Glucose – Not A Single Minute Without Surveillance

An amazing device has been invented by the St. Petersburg physicists – specialists of the Vavilov State Optical Institute. With its help, a patient can learn the glucose concentration in the blood without injections, and if the concentration is rather high, to inject additional amount of insulin into the blood.

The device is an artificial pancreas and it will consist of two parts. One part, according to the developers’ idea, is slightly larger than a watch battery and can be implanted under the skin near the waist. The other part, the size of a cigarette pack, will be attached outside the body.

Unfortunately, hundreds of thousands people know about insulin-dependent diabetes from their own experience. Because of the pancreas’ malfunction have to test their blood several times a day to learn the glucose concentration and to find out if another insulin injection is needed. This would be relatively simple if the organism worked strictly according to the schedule and a person could say precisely when it is necessary to inject insulin and in what amount. However, in reality, everything is more complicated: the glucose level changes under its own laws, and a simple schedule of injections does not always help.

If a person is healthy, the problem is simply solved by his/her own pancreas. If required, it would add to the insulin “discharge”, if this is not required – it would reduce it. If a person is sick, his/her pancreas fails to handle the task. So the researchers are trying to produce an artificial pancreas, they have been trying for about twenty-five years with varying success. Research by St. Petersburg physicists promises a significant breakthrough.

“The essence of our method is that it allows to identify glucose and to determine its concentration against a background of multiple other components of blood – by the glucose two-dimensional spectral image, says Vladimir Chuvashov, Ph. D. (Engineering), manager of research. That is, the method allows to measure the glucose content in parallel in one beam by two ways – both by the spectroscopic and the polarimetric ones.

“Practically all earlier developments are based on one-dimensional spectral images. The difference in quality of glucose recognition is approximately the same as between one-dimensional and two-dimensional dactyloscopic skin print in the course of person identification. The method we are developing can be used for glucose identification both in the ophthalmic fluid (this is a non-invasive option) and in the corporeal one (implantable option)”.

In the second case, measurement takes place in the part of the device that is under the skin. It is connected with the help of the optical communications fiber line with the external part where a semiconductor laser is located along with micro-devices for analysis of the signal obtained in the course of the analysis.
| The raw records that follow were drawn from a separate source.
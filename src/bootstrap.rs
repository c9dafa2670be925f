//! The one-shot bootstrap controller and the `Runtime` handle that owns it.
//!
//! Grounded in `types::zoo::TypeZoo::init` (fixed construction order: `type`
//! and `object` together, then the primitives) and `class::static_cell!`
//! (the `OnceCell`-backed once-latch this crate generalises into an
//! explicit, non-global [`Runtime`] handle per the design notes' resolution
//! of "process-wide state").

use std::any::TypeId;
use std::sync::Arc;
use std::time::Instant;

use log::{info, trace};
use once_cell::sync::OnceCell;

use crate::factory::TypeFactory;
use crate::object::PyObjectRef;
use crate::pytype::PyTypeRef;
use crate::registry::TypeRegistry;
use crate::spec::TypeSpec;

/// The bootstrap-type identities every `Runtime` guarantees exist once
/// [`Runtime::types`] has returned for the first time.
pub struct RootTypes {
    pub type_: PyTypeRef,
    pub object: PyTypeRef,
    pub str_: PyTypeRef,
    pub float: PyTypeRef,
    pub int: PyTypeRef,
    pub bool_: PyTypeRef,
    /// Nanoseconds from an arbitrary epoch: when bootstrap began.
    pub bootstrap_started_nanos: u128,
    /// When bootstrap completed; always `> bootstrap_started_nanos`.
    pub bootstrap_ready_nanos: u128,
}

/// An explicit, non-global owner of one factory/registry/bootstrap triple
/// (design notes, "process-wide state"). Construction is cheap; the actual
/// bootstrap sequence (§4.7) runs lazily, once, behind an internal
/// `OnceCell`, on the first call to [`Runtime::types`] -- matching "bootstrap
/// makes the type system safe to use from the first call to `PyType.of`".
pub struct Runtime {
    factory: TypeFactory,
    registry: TypeRegistry,
    root: OnceCell<RootTypes>,
    epoch: Instant,
}

impl Runtime {
    pub fn new() -> Self {
        Self {
            factory: TypeFactory::new(),
            registry: TypeRegistry::new(),
            root: OnceCell::new(),
            epoch: Instant::now(),
        }
    }

    pub fn factory(&self) -> &TypeFactory {
        &self.factory
    }

    pub fn registry(&self) -> &TypeRegistry {
        &self.registry
    }

    /// Triggers bootstrap on first call; every other concurrent caller
    /// blocks on the same `OnceCell` until it completes (§4.7's concurrency
    /// guarantee -- no partial type ever escapes to a second thread).
    pub fn types(&self) -> &RootTypes {
        self.root.get_or_init(|| self.bootstrap())
    }

    fn bootstrap(&self) -> RootTypes {
        let start = Instant::now();
        info!(target: "pytype_core::bootstrap", "bootstrap starting");

        // `object` has no base; nothing before it can exist.
        let object = self
            .factory
            .from_spec(TypeSpec::new("object", TypeId::of::<()>()), &self.registry)
            .unwrap_or_else(|e| panic!("bootstrap cannot construct 'object': {e}"));
        trace!(target: "pytype_core::bootstrap", "constructed root type 'object'");

        // `type`'s instances carry their own type (the cyclic identity):
        // resolve by reading the wrapped `PyTypeRef`'s own metatype, which
        // bootstrap fills in immediately below.
        let type_resolver: Arc<dyn Fn(&PyObjectRef) -> PyTypeRef + Send + Sync> = Arc::new(|obj: &PyObjectRef| {
            obj.downcast_ref::<PyTypeRef>()
                .expect("an instance of 'type' must wrap a PyTypeRef")
                .type_()
                .expect("metatype is set for every published type")
                .clone()
        });
        let type_ = self
            .factory
            .from_spec(
                TypeSpec::new("type", TypeId::of::<PyTypeRef>())
                    .base(object.clone())
                    .instance_typed(type_resolver),
                &self.registry,
            )
            .unwrap_or_else(|e| panic!("bootstrap cannot construct 'type': {e}"));
        trace!(target: "pytype_core::bootstrap", "constructed root type 'type'");

        // Close the cycle: both `type` and `object` are instances of `type`.
        object.set_metatype(type_.clone());
        type_.set_metatype(type_.clone());
        self.factory.set_root_object(object.clone());

        let str_ = self
            .factory
            .from_spec(TypeSpec::primary_of::<String>("str").base(object.clone()), &self.registry)
            .unwrap_or_else(|e| panic!("bootstrap cannot construct 'str': {e}"));
        str_.set_metatype(type_.clone());
        trace!(target: "pytype_core::bootstrap", "constructed root type 'str'");

        let float = self
            .factory
            .from_spec(TypeSpec::primary_of::<f64>("float").base(object.clone()), &self.registry)
            .unwrap_or_else(|e| panic!("bootstrap cannot construct 'float': {e}"));
        float.set_metatype(type_.clone());
        trace!(target: "pytype_core::bootstrap", "constructed root type 'float'");

        // `int`'s adopted representation: both `i64` and `i32` host values
        // appear as Python `int` (§8 scenario 2's adopted-representation
        // property, specialised to two native integer widths).
        let int = self
            .factory
            .from_spec(
                TypeSpec::primary_of::<i64>("int").adopt_of::<i32>().base(object.clone()),
                &self.registry,
            )
            .unwrap_or_else(|e| panic!("bootstrap cannot construct 'int': {e}"));
        int.set_metatype(type_.clone());
        trace!(target: "pytype_core::bootstrap", "constructed root type 'int'");

        let bool_ = self
            .factory
            .from_spec(TypeSpec::primary_of::<bool>("bool").base(int.clone()), &self.registry)
            .unwrap_or_else(|e| panic!("bootstrap cannot construct 'bool': {e}"));
        bool_.set_metatype(type_.clone());
        trace!(target: "pytype_core::bootstrap", "constructed root type 'bool'");

        let ready = Instant::now();
        info!(
            target: "pytype_core::bootstrap",
            "bootstrap ready in {:?}",
            ready.duration_since(start)
        );

        RootTypes {
            type_,
            object,
            str_,
            float,
            int,
            bool_,
            bootstrap_started_nanos: start.duration_since(self.epoch).as_nanos(),
            bootstrap_ready_nanos: ready.duration_since(self.epoch).as_nanos(),
        }
    }
}

impl Default for Runtime {
    fn default() -> Self {
        Self::new()
    }
}

#[cfg(test)]
mod tests {
    use super::*;
    use std::sync::Barrier;
    use std::thread;

    #[test]
    fn bootstrap_is_single_threaded_under_concurrent_first_use() {
        let rt = Arc::new(Runtime::new());
        let barrier = Arc::new(Barrier::new(8));
        let handles: Vec<_> = (0..8)
            .map(|_| {
                let rt = Arc::clone(&rt);
                let barrier = Arc::clone(&barrier);
                thread::spawn(move || {
                    barrier.wait();
                    let types = rt.types();
                    (types.bootstrap_ready_nanos, types.bootstrap_started_nanos, types.str_.clone())
                })
            })
            .collect();

        let results: Vec<_> = handles.into_iter().map(|h| h.join().unwrap()).collect();
        let (first_ready, first_started, first_str) = &results[0];
        assert!(first_ready > first_started);
        for (ready, started, str_type) in &results {
            assert_eq!(ready, first_ready);
            assert_eq!(started, first_started);
            assert!(Arc::ptr_eq(str_type, first_str));
        }
    }

    #[test]
    fn int_has_two_adopted_representations() {
        let rt = Runtime::new();
        let types = rt.types();
        let repr_i64 = rt.registry().lookup(TypeId::of::<i64>()).unwrap();
        let repr_i32 = rt.registry().lookup(TypeId::of::<i32>()).unwrap();
        let obj_i64 = PyObjectRef::new(7i64, types.int.clone());
        let obj_i32 = PyObjectRef::new(7i32, types.int.clone());
        assert!(Arc::ptr_eq(&repr_i64.python_type(&obj_i64), &types.int));
        assert!(Arc::ptr_eq(&repr_i32.python_type(&obj_i32), &types.int));
    }

    #[test]
    fn bool_is_subtype_of_int() {
        let rt = Runtime::new();
        let types = rt.types();
        assert!(types.bool_.is_subtype_of(&types.int));
    }

    #[test]
    fn type_and_object_are_instances_of_type() {
        let rt = Runtime::new();
        let types = rt.types();
        assert!(Arc::ptr_eq(&types.object.type_().unwrap(), &types.type_));
        assert!(Arc::ptr_eq(&types.type_.type_().unwrap(), &types.type_));
    }
}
So, a small laser generates irradiation. The laser beam is directed under the skin along the optical fiber, i.e. part of glass fiber. The beam is partly absorbed, partly dispersed, and partly reflected. The important thing is that glucose (due to structure of its molecules) changes the beam parameters to some extent. Firstly, it changes the plane of optical polarization, and it is known to what extent. Secondly, it changes intensity of scattered radiation proportionally to the properties inherent in glucose (physicists specify – “due to fundamental absorption bands caused by vibration frequency of a glucose molecule”).

The light which has changed as a result of interaction with the tissue and substances dissolved in intercellular fluid, returns back to the device again along the waveguide. The beam should be analyzed there, so that in the long run a person could determine the glucose concentration in this fluid. To this end, respective devices – spectrometers – are required. Large spectrometers are no problem for a long time, they have been well-known for long. It is difficult to design small ones – so that it would be convenient to carry them all the time.

There are multiple private companies worldwide that deal with similar developments on a competitive basis, and many technical solutions are already known. Detailed development is certainly necessary anyway, but this problem is solvable, and researchers already know the way to solve it. Especially because they deal with the problem jointly with colleagues from the internationally known Ioffe Physical & Technical Institute. On the other hand, several years ago, they already managed to produce a pre-production model of a similar device – a pocket polarimeter for identification of glucose in urine. Therefore, the researchers possess the necessary experience and knowledge.